> **Task to complete**
Nothing is to be altered; the data must be repeated exactly.
*** Begin section ***
// ============================================================
// Layer 1 — CLI Commands and Arguments
// ============================================================
// One subcommand per analysis tool. Each *Args struct converts
// into its application-layer config, so the use cases never see
// clap types.

use clap::{Args, Subcommand, ValueEnum};

use crate::application::{
    montage_use_case::{MontageConfig, MontageLayout},
    ratio_extract_use_case::RatioExtractConfig,
    ratio_hist_use_case::RatioHistConfig,
    train_use_case::{ComputeDevice, TrainConfig},
};
use crate::data::binning::BinSpec;

#[derive(Subcommand, Debug)]
pub enum Commands {
    /// Train the particle / energy network on HDF5 shower files
    Train(TrainArgs),

    /// Tile deadtime comparison snapshots into rows and stacks
    Combine(CombineArgs),

    /// Tile the snapshots drawn with reference circles
    CombineCircles(CombineCirclesArgs),

    /// Turn exported ratio maps into the ratio-vs-radius graph table
    RatioExtract(RatioExtractArgs),

    /// Bin ratio-vs-radius graphs and plot them per deadtime
    RatioHist(RatioHistArgs),
}

#[derive(ValueEnum, Clone, Copy, Debug)]
pub enum DeviceArg {
    Gpu,
    Cpu,
}

impl From<DeviceArg> for ComputeDevice {
    fn from(d: DeviceArg) -> Self {
        match d {
            DeviceArg::Gpu => ComputeDevice::Gpu,
            DeviceArg::Cpu => ComputeDevice::Cpu,
        }
    }
}

#[derive(Args, Debug)]
pub struct TrainArgs {
    /// Directory holding one `<particle>_<tag>_<events>.h5` file per species
    #[arg(long, default_value = ".")]
    pub data_dir: String,

    /// Energy range tag in the file names
    #[arg(long, default_value = "E1-100")]
    pub energy_tag: String,

    /// Event count in the file names
    #[arg(long, default_value_t = 2000)]
    pub events_per_file: usize,

    #[arg(long, default_value_t = 57)]
    pub image_height: usize,

    #[arg(long, default_value_t = 49)]
    pub image_width: usize,

    /// Directory for the best checkpoint, config and metrics
    #[arg(long, default_value = "checkpoints")]
    pub checkpoint_dir: String,

    /// Directory for the loss and prediction plots
    #[arg(long, default_value = ".")]
    pub plot_dir: String,

    #[arg(long, default_value_t = 128)]
    pub batch_size: usize,

    /// Upper bound; early stopping may end training sooner
    #[arg(long, default_value_t = 25)]
    pub epochs: usize,

    #[arg(long, default_value_t = 1e-3)]
    pub lr: f64,

    /// Epochs without validation improvement before stopping
    #[arg(long, default_value_t = 6)]
    pub patience: usize,

    #[arg(long, default_value_t = 0.2)]
    pub dropout: f64,

    /// Seed for the data shuffle; random when omitted
    #[arg(long)]
    pub seed: Option<u64>,

    #[arg(long, value_enum, default_value_t = DeviceArg::Gpu)]
    pub device: DeviceArg,
}

impl From<TrainArgs> for TrainConfig {
    fn from(a: TrainArgs) -> Self {
        TrainConfig {
            data_dir:        a.data_dir,
            energy_tag:      a.energy_tag,
            events_per_file: a.events_per_file,
            image_height:    a.image_height,
            image_width:     a.image_width,
            checkpoint_dir:  a.checkpoint_dir,
            plot_dir:        a.plot_dir,
            batch_size:      a.batch_size,
            epochs:          a.epochs,
            learning_rate:   a.lr,
            patience:        a.patience,
            dropout:         a.dropout,
            seed:            a.seed,
            device:          a.device.into(),
        }
    }
}

/// Options shared by both montage commands.
#[derive(Args, Debug)]
pub struct MontageDirs {
    /// Directory holding the snapshot panels
    #[arg(long, default_value = ".")]
    pub input_dir: String,

    /// Directory for the combined images
    #[arg(long, default_value = ".")]
    pub output_dir: String,

    /// Sensor sizes to combine, in row order
    #[arg(long, value_delimiter = ',')]
    pub sizes: Option<Vec<u32>>,
}

impl MontageDirs {
    fn apply(self, mut cfg: MontageConfig) -> MontageConfig {
        cfg.input_dir  = self.input_dir;
        cfg.output_dir = self.output_dir;
        if let Some(sizes) = self.sizes {
            cfg.sizes = sizes;
        }
        cfg
    }
}

#[derive(Args, Debug)]
pub struct CombineArgs {
    /// Deadtime in ns, as it appears in the panel names
    #[arg(long, default_value_t = 30.0)]
    pub deadtime: f64,

    #[command(flatten)]
    pub dirs: MontageDirs,
}

impl From<CombineArgs> for MontageConfig {
    fn from(a: CombineArgs) -> Self {
        let cfg = MontageConfig { deadtime_ns: a.deadtime, ..MontageConfig::comparison() };
        a.dirs.apply(cfg)
    }
}

#[derive(Args, Debug)]
pub struct CombineCirclesArgs {
    #[arg(long, default_value_t = 5.0)]
    pub deadtime: f64,

    /// Radius of the first reference circle
    #[arg(long, default_value_t = 40.0)]
    pub circle1: f64,

    /// Radius of the second reference circle
    #[arg(long, default_value_t = 20.0)]
    pub circle2: f64,

    #[command(flatten)]
    pub dirs: MontageDirs,
}

impl From<CombineCirclesArgs> for MontageConfig {
    fn from(a: CombineCirclesArgs) -> Self {
        let cfg = MontageConfig {
            layout:      MontageLayout::Circles { circle1: a.circle1, circle2: a.circle2 },
            deadtime_ns: a.deadtime,
            ..MontageConfig::circles()
        };
        a.dirs.apply(cfg)
    }
}

#[derive(Args, Debug)]
pub struct RatioExtractArgs {
    /// Directory holding `RatioHistograms_Deadtime{D}ns_{G}x{G}.csv` maps
    #[arg(long, default_value = "ana_datas")]
    pub input_dir: String,

    #[arg(long, default_value = "RatioVsRadius.csv")]
    pub output: String,

    #[arg(long, value_delimiter = ',', default_value = "0,5,10,30")]
    pub deadtimes: Vec<f64>,

    #[arg(long, value_delimiter = ',', default_value = "100,50,25,20")]
    pub grid_sizes: Vec<u32>,

    /// Beam spot x in metres
    #[arg(long, default_value_t = -4.16, allow_negative_numbers = true)]
    pub center_x: f64,

    /// Beam spot y in metres
    #[arg(long, default_value_t = 4.527, allow_negative_numbers = true)]
    pub center_y: f64,

    /// Cells farther than this from the beam spot are dropped, in metres
    #[arg(long, default_value_t = 0.05)]
    pub max_distance: f64,
}

impl From<RatioExtractArgs> for RatioExtractConfig {
    fn from(a: RatioExtractArgs) -> Self {
        RatioExtractConfig {
            input_dir:    a.input_dir,
            output:       a.output,
            deadtimes:    a.deadtimes,
            grid_sizes:   a.grid_sizes,
            center_x:     a.center_x,
            center_y:     a.center_y,
            max_distance: a.max_distance,
        }
    }
}

#[derive(Args, Debug)]
pub struct RatioHistArgs {
    /// CSV export of the graphs (`graph,distance,ratio`)
    #[arg(long, default_value = "RatioVsRadius.csv")]
    pub input: String,

    #[arg(long, default_value = "RatioVsRadius_Histograms")]
    pub output_dir: String,

    #[arg(long, default_value_t = 20)]
    pub bins: usize,

    /// Lower edge of the distance axis in metres
    #[arg(long, default_value_t = 0.0015)]
    pub min_distance: f64,

    /// Upper edge of the distance axis in metres
    #[arg(long, default_value_t = 0.0415)]
    pub max_distance: f64,
}

impl From<RatioHistArgs> for RatioHistConfig {
    fn from(a: RatioHistArgs) -> Self {
        RatioHistConfig {
            input:      a.input,
            output_dir: a.output_dir,
            bins:       BinSpec { n_bins: a.bins, lo: a.min_distance, hi: a.max_distance },
        }
    }
}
*** End section ***
> **Answer box**
// ============================================================
// Layer 1 — CLI Commands and Arguments
// ============================================================
// One subcommand per analysis tool. Each *Args struct converts
// into its application-layer config, so the use cases never see
// clap types.

use clap::{Args, Subcommand, ValueEnum};

use crate::application::{
    montage_use_case::{MontageConfig, MontageLayout},
    ratio_extract_use_case::RatioExtractConfig,
    ratio_hist_use_case::RatioHistConfig,
    train_use_case::{ComputeDevice, TrainConfig},
};
use crate::data::binning::BinSpec;

#[derive(Subcommand, Debug)]
pub enum Commands {
    /// Train the particle / energy network on HDF5 shower files
    Train(TrainArgs),

    /// Tile deadtime comparison snapshots into rows and stacks
    Combine(CombineArgs),

    /// Tile the snapshots drawn with reference circles
    CombineCircles(CombineCirclesArgs),

    /// Turn exported ratio maps into the ratio-vs-radius graph table
    RatioExtract(RatioExtractArgs),

    /// Bin ratio-vs-radius graphs and plot them per deadtime
    RatioHist(RatioHistArgs),
}

#[derive(ValueEnum, Clone, Copy, Debug)]
pub enum DeviceArg {
    Gpu,
    Cpu,
}

impl From<DeviceArg> for ComputeDevice {
    fn from(d: DeviceArg) -> Self {
        match d {
            DeviceArg::Gpu => ComputeDevice::Gpu,
            DeviceArg::Cpu => ComputeDevice::Cpu,
        }
    }
}

#[derive(Args, Debug)]
pub struct TrainArgs {
    /// Directory holding one `<particle>_<tag>_<events>.h5` file per species
    #[arg(long, default_value = ".")]
    pub data_dir: String,

    /// Energy range tag in the file names
    #[arg(long, default_value = "E1-100")]
    pub energy_tag: String,

    /// Event count in the file names
    #[arg(long, default_value_t = 2000)]
    pub events_per_file: usize,

    #[arg(long, default_value_t = 57)]
    pub image_height: usize,

    #[arg(long, default_value_t = 49)]
    pub image_width: usize,

    /// Directory for the best checkpoint, config and metrics
    #[arg(long, default_value = "checkpoints")]
    pub checkpoint_dir: String,

    /// Directory for the loss and prediction plots
    #[arg(long, default_value = ".")]
    pub plot_dir: String,

    #[arg(long, default_value_t = 128)]
    pub batch_size: usize,

    /// Upper bound; early stopping may end training sooner
    #[arg(long, default_value_t = 25)]
    pub epochs: usize,

    #[arg(long, default_value_t = 1e-3)]
    pub lr: f64,

    /// Epochs without validation improvement before stopping
    #[arg(long, default_value_t = 6)]
    pub patience: usize,

    #[arg(long, default_value_t = 0.2)]
    pub dropout: f64,

    /// Seed for the data shuffle; random when omitted
    #[arg(long)]
    pub seed: Option<u64>,

    #[arg(long, value_enum, default_value_t = DeviceArg::Gpu)]
    pub device: DeviceArg,
}

impl From<TrainArgs> for TrainConfig {
    fn from(a: TrainArgs) -> Self {
        TrainConfig {
            data_dir:        a.data_dir,
            energy_tag:      a.energy_tag,
            events_per_file: a.events_per_file,
            image_height:    a.image_height,
            image_width:     a.image_width,
            checkpoint_dir:  a.checkpoint_dir,
            plot_dir:        a.plot_dir,
            batch_size:      a.batch_size,
            epochs:          a.epochs,
            learning_rate:   a.lr,
            patience:        a.patience,
            dropout:         a.dropout,
            seed:            a.seed,
            device:          a.device.into(),
        }
    }
}

/// Options shared by both montage commands.
#[derive(Args, Debug)]
pub struct MontageDirs {
    /// Directory holding the snapshot panels
    #[arg(long, default_value = ".")]
    pub input_dir: String,

    /// Directory for the combined images
    #[arg(long, default_value = ".")]
    pub output_dir: String,

    /// Sensor sizes to combine, in row order
    #[arg(long, value_delimiter = ',')]
    pub sizes: Option<Vec<u32>>,
}

impl MontageDirs {
    fn apply(self, mut cfg: MontageConfig) -> MontageConfig {
        cfg.input_dir  = self.input_dir;
        cfg.output_dir = self.output_dir;
        if let Some(sizes) = self.sizes {
            cfg.sizes = sizes;
        }
        cfg
    }
}

#[derive(Args, Debug)]
pub struct CombineArgs {
    /// Deadtime in ns, as it appears in the panel names
    #[arg(long, default_value_t = 30.0)]
    pub deadtime: f64,

    #[command(flatten)]
    pub dirs: MontageDirs,
}

impl From<CombineArgs> for MontageConfig {
    fn from(a: CombineArgs) -> Self {
        let cfg = MontageConfig { deadtime_ns: a.deadtime, ..MontageConfig::comparison() };
        a.dirs.apply(cfg)
    }
}

#[derive(Args, Debug)]
pub struct CombineCirclesArgs {
    #[arg(long, default_value_t = 5.0)]
    pub deadtime: f64,

    /// Radius of the first reference circle
    #[arg(long, default_value_t = 40.0)]
    pub circle1: f64,

    /// Radius of the second reference circle
    #[arg(long, default_value_t = 20.0)]
    pub circle2: f64,

    #[command(flatten)]
    pub dirs: MontageDirs,
}

impl From<CombineCirclesArgs> for MontageConfig {
    fn from(a: CombineCirclesArgs) -> Self {
        let cfg = MontageConfig {
            layout:      MontageLayout::Circles { circle1: a.circle1, circle2: a.circle2 },
            deadtime_ns: a.deadtime,
            ..MontageConfig::circles()
        };
        a.dirs.apply(cfg)
    }
}

#[derive(Args, Debug)]
pub struct RatioExtractArgs {
    /// Directory holding `RatioHistograms_Deadtime{D}ns_{G}x{G}.csv` maps
    #[arg(long, default_value = "ana_datas")]
    pub input_dir: String,

    #[arg(long, default_value = "RatioVsRadius.csv")]
    pub output: String,

    #[arg(long, value_delimiter = ',', default_value = "0,5,10,30")]
    pub deadtimes: Vec<f64>,

    #[arg(long, value_delimiter = ',', default_value = "100,50,25,20")]
    pub grid_sizes: Vec<u32>,

    /// Beam spot x in metres
    #[arg(long, default_value_t = -4.16, allow_negative_numbers = true)]
    pub center_x: f64,

    /// Beam spot y in metres
    #[arg(long, default_value_t = 4.527, allow_negative_numbers = true)]
    pub center_y: f64,

    /// Cells farther than this from the beam spot are dropped, in metres
    #[arg(long, default_value_t = 0.05)]
    pub max_distance: f64,
}

impl From<RatioExtractArgs> for RatioExtractConfig {
    fn from(a: RatioExtractArgs) -> Self {
        RatioExtractConfig {
            input_dir:    a.input_dir,
            output:       a.output,
            deadtimes:    a.deadtimes,
            grid_sizes:   a.grid_sizes,
            center_x:     a.center_x,
            center_y:     a.center_y,
            max_distance: a.max_distance,
        }
    }
}

#[derive(Args, Debug)]
pub struct RatioHistArgs {
    /// CSV export of the graphs (`graph,distance,ratio`)
    #[arg(long, default_value = "RatioVsRadius.csv")]
    pub input: String,

    #[arg(long, default_value = "RatioVsRadius_Histograms")]
    pub output_dir: String,

    #[arg(long, default_value_t = 20)]
    pub bins: usize,

    /// Lower edge of the distance axis in metres
    #[arg(long, default_value_t = 0.0015)]
    pub min_distance: f64,

    /// Upper edge of the distance axis in metres
    #[arg(long, default_value_t = 0.0415)]
    pub max_distance: f64,
}

impl From<RatioHistArgs> for RatioHistConfig {
    fn from(a: RatioHistArgs) -> Self {
        RatioHistConfig {
            input:      a.input,
            output_dir: a.output_dir,
            bins:       BinSpec { n_bins: a.bins, lo: a.min_distance, hi: a.max_distance },
        }
    }
}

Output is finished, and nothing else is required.